Directions:
Give every line from the entries that contains "owner".
-*-
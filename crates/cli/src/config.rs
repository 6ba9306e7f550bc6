//! Configuration loading from roles.toml.

use roles::{PermissionTable, PermissionsSpec, RoleProvider, validator::Constant};
use serde::Deserialize;
use serde_json::Value;
use std::collections::BTreeMap;
use std::path::{Path, PathBuf};

/// Top-level configuration.
#[derive(Debug, Default, Deserialize)]
pub struct Config {
    /// Static role grants. Each role resolves with its value; `false` denies.
    #[serde(default)]
    pub roles: BTreeMap<String, Value>,

    /// Named permission specs.
    #[serde(default)]
    pub permissions: PermissionTable,
}

impl Config {
    /// Load configuration from a TOML file.
    pub fn load(path: impl AsRef<Path>) -> Result<Self, ConfigError> {
        let content = std::fs::read_to_string(path.as_ref())?;
        Self::parse(&content)
    }

    /// Parse configuration from TOML string.
    pub fn parse(toml: &str) -> Result<Self, ConfigError> {
        toml::from_str(toml).map_err(|e| ConfigError::Parse(e.to_string()))
    }

    /// Load the explicit config path, or `default` if none was given.
    ///
    /// A missing explicit path is an error; a missing default file yields
    /// an empty config.
    pub fn resolve(explicit: Option<&Path>, default: &Path) -> Result<Self, ConfigError> {
        match explicit {
            Some(path) if !path.exists() => Err(ConfigError::NotFound {
                path: path.to_path_buf(),
            }),
            Some(path) => Self::load(path),
            None if default.exists() => Self::load(default),
            None => Ok(Self::default()),
        }
    }

    /// Apply command-line overrides on top of the configured roles.
    pub fn apply_overrides(&mut self, grants: &[Grant], denies: &[String]) {
        for grant in grants {
            self.roles.insert(grant.role.clone(), grant.value.clone());
        }
        for role in denies {
            self.roles.insert(role.clone(), Value::Bool(false));
        }
    }

    /// Build a provider with one constant validator per configured role.
    pub fn provider(&self) -> RoleProvider {
        let mut provider = RoleProvider::new();
        for (name, value) in &self.roles {
            provider.define(name.clone(), Constant(value.clone()));
        }
        provider
    }
}

/// A `--grant role[=value]` override.
#[derive(Debug, Clone, PartialEq)]
pub struct Grant {
    pub role: String,
    pub value: Value,
}

impl std::str::FromStr for Grant {
    type Err = ConfigError;

    /// `admin` grants `true`. `admin=3` grants the JSON value `3`; a value
    /// that is not valid JSON is taken as a string.
    fn from_str(s: &str) -> Result<Self, Self::Err> {
        let (role, value) = match s.split_once('=') {
            Some((role, raw)) => {
                let value = serde_json::from_str(raw).unwrap_or_else(|_| Value::String(raw.to_string()));
                (role, value)
            }
            None => (s, Value::Bool(true)),
        };

        if role.is_empty() {
            return Err(ConfigError::InvalidGrant(s.to_string()));
        }

        Ok(Self {
            role: role.to_string(),
            value,
        })
    }
}

/// Parse an ad-hoc spec from the command line.
///
/// JSON is parsed as-is; anything that is not valid JSON is taken as a
/// single role name.
pub fn parse_spec(raw: &str) -> Result<PermissionsSpec, roles::Error> {
    let value = serde_json::from_str(raw).unwrap_or_else(|_| Value::String(raw.to_string()));
    PermissionsSpec::from_value(value)
}

#[derive(Debug, thiserror::Error)]
pub enum ConfigError {
    #[error("config not found at {}. Pass --config or create roles.toml", path.display())]
    NotFound { path: PathBuf },

    #[error("failed to read config: {0}")]
    Io(#[from] std::io::Error),

    #[error("failed to parse config: {0}")]
    Parse(String),

    #[error("invalid grant '{0}': expected ROLE or ROLE=VALUE")]
    InvalidGrant(String),
}

#[cfg(test)]
mod tests {
    use super::*;
    use serde_json::json;

    const CONFIG: &str = r#"
[roles]
guest = true
banned = false
admin = { level = 3 }

[permissions]
read = "guest"

[permissions.edit]
every = "guest"
some = ["owner", "admin"]
none = "banned"
"#;

    #[test]
    fn test_parse_config() {
        let config = Config::parse(CONFIG).unwrap();
        assert_eq!(config.roles["banned"], json!(false));
        assert_eq!(config.roles["admin"], json!({ "level": 3 }));
        assert_eq!(config.permissions.len(), 2);
        assert_eq!(config.permissions.get("edit").unwrap().some, ["owner", "admin"]);
    }

    #[test]
    fn test_empty_config() {
        let config = Config::parse("").unwrap();
        assert!(config.roles.is_empty());
        assert!(config.permissions.is_empty());
    }

    #[test]
    fn test_bad_permissions_fail_parse() {
        let err = Config::parse("[permissions]\nread = 1").unwrap_err();
        assert!(matches!(err, ConfigError::Parse(_)));
    }

    #[test]
    fn test_grant_parsing() {
        assert_eq!(
            "admin".parse::<Grant>().unwrap(),
            Grant { role: "admin".into(), value: json!(true) }
        );
        assert_eq!("level=3".parse::<Grant>().unwrap().value, json!(3));
        assert_eq!("team=core".parse::<Grant>().unwrap().value, json!("core"));
        assert_eq!("off=false".parse::<Grant>().unwrap().value, json!(false));
        assert!("=1".parse::<Grant>().is_err());
    }

    fn scratch_dir(name: &str) -> PathBuf {
        let dir = std::env::temp_dir().join(format!("rolecheck-{}-{name}", std::process::id()));
        std::fs::create_dir_all(&dir).unwrap();
        dir
    }

    #[test]
    fn test_resolve_missing_explicit_path_fails() {
        let dir = scratch_dir("explicit");
        let missing = dir.join("missing.toml");

        let err = Config::resolve(Some(missing.as_path()), &dir.join("roles.toml")).unwrap_err();
        assert!(matches!(err, ConfigError::NotFound { ref path } if *path == missing));
    }

    #[test]
    fn test_resolve_missing_default_is_empty() {
        let dir = scratch_dir("default-missing");
        let config = Config::resolve(None, &dir.join("roles.toml")).unwrap();
        assert!(config.roles.is_empty());
        assert!(config.permissions.is_empty());
    }

    #[test]
    fn test_resolve_loads_files() {
        let dir = scratch_dir("load");
        let default = dir.join("roles.toml");
        std::fs::write(&default, CONFIG).unwrap();
        let explicit = dir.join("other.toml");
        std::fs::write(&explicit, "[roles]\nops = true\n").unwrap();

        let config = Config::resolve(None, &default).unwrap();
        assert_eq!(config.permissions.len(), 2);

        let config = Config::resolve(Some(explicit.as_path()), &default).unwrap();
        assert_eq!(config.roles.keys().collect::<Vec<_>>(), ["ops"]);
        assert!(config.permissions.is_empty());
    }

    #[test]
    fn test_parse_spec_bare_word_is_role() {
        let spec = parse_spec("admin").unwrap();
        assert_eq!(spec, PermissionsSpec::from("admin"));
    }

    #[test]
    fn test_parse_spec_json() {
        let per = parse_spec(r#"{"every":["member"],"none":"banned"}"#)
            .unwrap()
            .normalize()
            .unwrap();
        assert_eq!(per.every, ["member"]);
        assert_eq!(per.none, ["banned"]);

        assert_eq!(parse_spec(r#"["a","b"]"#).unwrap(), PermissionsSpec::from(["a", "b"]));
        assert!(matches!(parse_spec("42"), Err(roles::Error::InvalidPermissions(_))));
    }

    #[tokio::test]
    async fn test_overrides_feed_provider() {
        let mut config = Config::parse(CONFIG).unwrap();
        let edit = config.permissions.get("edit").unwrap().clone();

        let err = config.provider().evaluate(&edit, &[]).await.unwrap_err();
        assert_eq!(err.to_string(), "Role 'owner' not defined");

        config.apply_overrides(&["owner".parse::<Grant>().unwrap()], &["admin".to_string()]);
        let granted = config.provider().evaluate(&edit, &[]).await.unwrap();
        assert_eq!(granted.keys().collect::<Vec<_>>(), ["guest", "owner"]);

        config.apply_overrides(&["banned".parse::<Grant>().unwrap()], &[]);
        let err = config.provider().evaluate(&edit, &[]).await.unwrap_err();
        assert_eq!(err.role(), Some("banned"));
    }
}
-*-
Response:
some = ["owner", "admin"]
        assert_eq!(config.permissions.get("edit").unwrap().some, ["owner", "admin"]);
        assert_eq!(err.to_string(), "Role 'owner' not defined");
        config.apply_overrides(&["owner".parse::<Grant>().unwrap()], &["admin".to_string()]);
        assert_eq!(granted.keys().collect::<Vec<_>>(), ["guest", "owner"]);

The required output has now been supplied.